Artículo 1

Alfred Hitchcock: el maestro del suspense

 

Alfred Hitchcock

Por Ikram Mirali

Alfred Hitchcock fue un gran cineasta y un maestro indiscutible del suspense.

Sus películas no se parecen a las producciones de terror actuales. Dentro del mismo género, yo las encuentro elegantes, misteriosas y profundamente atractivas. Son obras tan bien pensadas y realizadas que continúan siendo apetecibles en cualquier época. Constituyen una verdadera delicia para los amantes del cine.

Las protagonistas de sus películas suelen ser mujeres rubias, bellas, inteligentes y elegantes, aunque casi siempre envueltas en un halo de misterio y, en ocasiones, marcadas por un pasado oscuro. Eran personajes femeninos fuertes para su tiempo, independientes y con una personalidad propia que las hacía inolvidables.

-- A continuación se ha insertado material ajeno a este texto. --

//! WebDriver-backed rendering engine.
//!
//! Spawns the driver binary (chromedriver by default) as a child process,
//! connects a WebDriver session to it, and implements [`Browser`] on top.
//! The driver process is tied to the struct's lifetime; dropping it kills
//! the child.

use std::process::Stdio;
use std::time::Duration;

use async_trait::async_trait;
use fantoccini::error::CmdError;
use fantoccini::{Client, ClientBuilder, Locator};
use serde_json::{Value, json};

use super::crop::Rect;
use super::{Browser, BrowserError};

/// Browser window size in CSS pixels. Chrome will not go below roughly
/// 500px wide; embeds that need to render narrower must constrain
/// themselves with a max-width block in the snippet.
const WINDOW_WIDTH: u32 = 600;
const WINDOW_HEIGHT: u32 = 1000;

/// Interval for the driver's own bounded element waits.
const WAIT_POLL: Duration = Duration::from_millis(100);

/// Attempts and spacing while waiting for the spawned driver to listen.
const CONNECT_ATTEMPTS: u32 = 20;
const CONNECT_RETRY: Duration = Duration::from_millis(250);

const FIRST_NODE_BY_XPATH: &str = "document.evaluate(arguments[0], document, null, \
     XPathResult.FIRST_ORDERED_NODE_TYPE, null).singleNodeValue";

/// How the engine is launched. Built from the application config.
#[derive(Debug, Clone)]
pub struct BrowserConfig {
    /// WebDriver binary to spawn.
    pub webdriver: String,
    /// Port the driver listens on.
    pub port: u16,
    /// Browser binary override; the driver's platform default otherwise.
    pub browser: Option<String>,
}

/// A WebDriver session plus the driver process backing it.
pub struct WebDriverBrowser {
    client: Client,
    // Held for its Drop: kill_on_drop reaps the driver with the session.
    _driver: tokio::process::Child,
}

impl WebDriverBrowser {
    /// Spawn the driver and establish a session sized for embed rendering.
    pub async fn launch(config: &BrowserConfig) -> Result<Self, BrowserError> {
        tracing::info!(
            webdriver = %config.webdriver,
            port = config.port,
            "launching rendering engine"
        );

        let driver = tokio::process::Command::new(&config.webdriver)
            .arg(format!("--port={}", config.port))
            .stdout(Stdio::null())
            .stderr(Stdio::null())
            .kill_on_drop(true)
            .spawn()?;

        let mut chrome_options = json!({
            "args": ["--headless=new", "--hide-scrollbars"],
            // Suppresses the automation banner, which would end up in
            // screenshots.
            "excludeSwitches": ["enable-automation"],
        });
        if let Some(binary) = &config.browser {
            chrome_options["binary"] = Value::String(binary.clone());
        }
        let mut capabilities = serde_json::map::Map::new();
        capabilities.insert("goog:chromeOptions".to_string(), chrome_options);

        let url = format!("http://localhost:{}", config.port);
        let client = Self::connect_with_retry(&url, capabilities).await?;

        client.set_window_size(WINDOW_WIDTH, WINDOW_HEIGHT).await?;

        tracing::info!(window_width = WINDOW_WIDTH, window_height = WINDOW_HEIGHT, "rendering engine ready");

        Ok(Self { client, _driver: driver })
    }

    /// Connect to the driver, retrying while it starts listening.
    async fn connect_with_retry(
        url: &str,
        capabilities: serde_json::map::Map<String, Value>,
    ) -> Result<Client, BrowserError> {
        let mut attempt = 0;
        loop {
            match ClientBuilder::native()
                .capabilities(capabilities.clone())
                .connect(url)
                .await
            {
                Ok(client) => return Ok(client),
                Err(_) if attempt < CONNECT_ATTEMPTS => {
                    attempt += 1;
                    tracing::debug!(attempt, "driver not listening yet, retrying");
                    tokio::time::sleep(CONNECT_RETRY).await;
                }
                Err(err) => return Err(err.into()),
            }
        }
    }

    async fn eval_bool(&self, script: String, args: Vec<Value>) -> Result<bool, BrowserError> {
        let value = self.client.execute(&script, args).await?;
        Ok(value.as_bool().unwrap_or(false))
    }
}

#[async_trait]
impl Browser for WebDriverBrowser {
    async fn goto(&mut self, url: &str) -> Result<(), BrowserError> {
        Ok(self.client.goto(url).await?)
    }

    async fn enter_embed_frame(
        &mut self,
        within: Duration,
    ) -> Result<Option<Rect>, BrowserError> {
        let found = self
            .client
            .wait()
            .at_most(within)
            .every(WAIT_POLL)
            .for_element(Locator::Css("iframe"))
            .await;
        let element = match found {
            Ok(element) => element,
            Err(CmdError::WaitTimeout) => return Ok(None),
            Err(err) => return Err(err.into()),
        };

        let (x, y, w, h) = element.rectangle().await?;
        // Frame switches are session state; the client keeps operating
        // inside the frame until enter_parent_frame.
        element.enter_frame().await?;
        Ok(Some(Rect { x, y, w, h }))
    }

    async fn leave_frame(&mut self) -> Result<(), BrowserError> {
        self.client.enter_parent_frame().await?;
        Ok(())
    }

    async fn wait_present(
        &mut self,
        xpath: &str,
        within: Duration,
    ) -> Result<bool, BrowserError> {
        match self
            .client
            .wait()
            .at_most(within)
            .every(WAIT_POLL)
            .for_element(Locator::XPath(xpath))
            .await
        {
            Ok(_) => Ok(true),
            Err(CmdError::WaitTimeout) => Ok(false),
            Err(err) => Err(err.into()),
        }
    }

    async fn is_displayed(&mut self, xpath: &str) -> Result<bool, BrowserError> {
        match self.client.find(Locator::XPath(xpath)).await {
            Ok(element) => Ok(element.is_displayed().await?),
            Err(err) if err.is_no_such_element() => Ok(false),
            Err(err) => Err(err.into()),
        }
    }

    async fn rect_of(&mut self, xpath: &str) -> Result<Option<Rect>, BrowserError> {
        match self.client.find(Locator::XPath(xpath)).await {
            Ok(element) => {
                let (x, y, w, h) = element.rectangle().await?;
                Ok(Some(Rect { x, y, w, h }))
            }
            Err(err) if err.is_no_such_element() => Ok(None),
            Err(err) => Err(err.into()),
        }
    }

    async fn text_of(&mut self, xpath: &str) -> Result<Option<String>, BrowserError> {
        match self.client.find(Locator::XPath(xpath)).await {
            Ok(element) => Ok(Some(element.text().await?)),
            Err(err) if err.is_no_such_element() => Ok(None),
            Err(err) => Err(err.into()),
        }
    }

    async fn set_inner_html(&mut self, xpath: &str, html: &str) -> Result<bool, BrowserError> {
        let script = format!(
            "const node = {FIRST_NODE_BY_XPATH};\
             if (!node) {{ return false; }}\
             node.innerHTML = arguments[1];\
             return true;"
        );
        self.eval_bool(
            script,
            vec![Value::String(xpath.to_string()), Value::String(html.to_string())],
        )
        .await
    }

    async fn image_decoded(&mut self, xpath: &str) -> Result<bool, BrowserError> {
        // is_displayed() alone is not enough: a visible <img> may not have
        // decoded pixel data yet, and a screenshot taken then captures a
        // blank box.
        let script = format!(
            "const node = {FIRST_NODE_BY_XPATH};\
             return !!node && !!node.complete && node.naturalWidth > 0 \
                && node.getClientRects().length > 0;"
        );
        self.eval_bool(script, vec![Value::String(xpath.to_string())]).await
    }

    async fn all_images_decoded(&mut self) -> Result<bool, BrowserError> {
        let script = "return Array.from(document.images).every((img) => \
             img.complete && img.naturalWidth > 0 && img.getClientRects().length > 0);";
        self.eval_bool(script.to_string(), Vec::new()).await
    }

    async fn viewport_width(&mut self) -> Result<f64, BrowserError> {
        let value = self
            .client
            .execute("return window.innerWidth;", Vec::new())
            .await?;
        Ok(value.as_f64().unwrap_or(0.0))
    }

    async fn screenshot(&mut self) -> Result<Vec<u8>, BrowserError> {
        Ok(self.client.screenshot().await?)
    }
}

Junto a ellas aparecían hombres igualmente elegantes y carismáticos, auténticos galanes que compartían protagonismo en aquellas historias llenas de intriga. A veces pienso que habría sido maravilloso formar parte de una de aquellas películas y recorrer aquellos escenarios llenos de glamour y misterio.

Los paisajes, los decorados, el vestuario, el maquillaje y la atmósfera de cada una de sus obras formaban un conjunto extraordinario. Todo estaba cuidadosamente construido para servir a la historia y mantener al espectador cautivado.

Por eso siempre me he preguntado cómo Hollywood no llegó a concederle un Óscar como mejor director. En mi opinión, merecía no uno, sino varios. Sin embargo, los premios no siempre determinan la verdadera grandeza de un artista.

Lo que sí ha demostrado el paso del tiempo es que Hitchcock continúa despertando interés, curiosidad y admiración en nuevas generaciones de espectadores. Sus películas siguen vivas porque poseen algo que muy pocas obras consiguen: la capacidad de fascinar décadas después de haber sido creadas.

Hoy se habla de ellas como parte del cine clásico. Pero cuando veo algunas de sus obras, me pregunto: ¿hay algo más fascinante que el universo cinematográfico de Hitchcock?

Además, siempre me ha llamado la atención la elegancia de sus personajes. La belleza no dependía de mostrarlo todo, sino de sugerir. Había un refinamiento especial en la forma de vestir, de mirar y de comportarse. Quizá por eso sus protagonistas siguen conservando un encanto tan particular. El misterio dejaba espacio a la imaginación, y la imaginación también forma parte de la magia del cine.